What to do:
Search the records for the string "ToolError", then copy each line that has it.

*** Data for analysis Section Begins ***

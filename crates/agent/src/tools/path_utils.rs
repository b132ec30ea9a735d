//! Workspace sandboxing for file tools

use std::path::{Component, Path, PathBuf};

use super::ToolError;

/// Resolve `filename` to an absolute path that stays inside `workspace`.
///
/// Relative names are taken from the workspace root. `..` segments are
/// folded lexically, then the deepest existing ancestor is canonicalized so
/// symlinks pointing out of the workspace are caught as well.
pub async fn resolve_in_workspace(filename: &str, workspace: &Path) -> Result<PathBuf, ToolError> {
    let filename = filename.trim();
    if filename.is_empty() {
        return Err(ToolError::InvalidArguments(
            "filename must not be empty".to_string(),
        ));
    }

    let root = resolve_existing_prefix(&normalize(&absolute(workspace))).await;
    let requested = expand_tilde(filename);
    let joined = if requested.is_absolute() {
        requested
    } else {
        root.join(requested)
    };

    let normalized = normalize(&joined);
    let resolved = resolve_existing_prefix(&normalized).await;

    if !resolved.starts_with(&root) {
        return Err(ToolError::Execution(format!(
            "path {} is outside workspace",
            filename
        )));
    }

    Ok(resolved)
}

fn absolute(path: &Path) -> PathBuf {
    if path.is_absolute() {
        return path.to_path_buf();
    }
    std::env::current_dir()
        .map(|cwd| cwd.join(path))
        .unwrap_or_else(|_| path.to_path_buf())
}

/// Canonicalize the longest existing ancestor and re-append the rest
async fn resolve_existing_prefix(path: &Path) -> PathBuf {
    let mut existing = path.to_path_buf();
    let mut tail = Vec::new();

    loop {
        if let Ok(canonical) = tokio::fs::canonicalize(&existing).await {
            let mut out = canonical;
            for part in tail.iter().rev() {
                out.push(part);
            }
            return out;
        }
        match (existing.file_name(), existing.parent()) {
            (Some(name), Some(parent)) => {
                tail.push(name.to_os_string());
                existing = parent.to_path_buf();
            }
            _ => return path.to_path_buf(),
        }
    }
}

/// Fold `.` and `..` without touching the filesystem
fn normalize(path: &Path) -> PathBuf {
    let mut out = PathBuf::new();
    for component in path.components() {
        match component {
            Component::CurDir => {}
            Component::ParentDir => {
                out.pop();
            }
            other => out.push(other.as_os_str()),
        }
    }
    out
}

fn expand_tilde(path: &str) -> PathBuf {
    if let Some(rest) = path.strip_prefix("~/") {
        if let Some(home) = dirs::home_dir() {
            return home.join(rest);
        }
    } else if path == "~" {
        if let Some(home) = dirs::home_dir() {
            return home;
        }
    }
    PathBuf::from(path)
}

*** Data for analysis Section Ends ***

Result:
use super::ToolError;
pub async fn resolve_in_workspace(filename: &str, workspace: &Path) -> Result<PathBuf, ToolError> {
        return Err(ToolError::InvalidArguments(
        return Err(ToolError::Execution(format!(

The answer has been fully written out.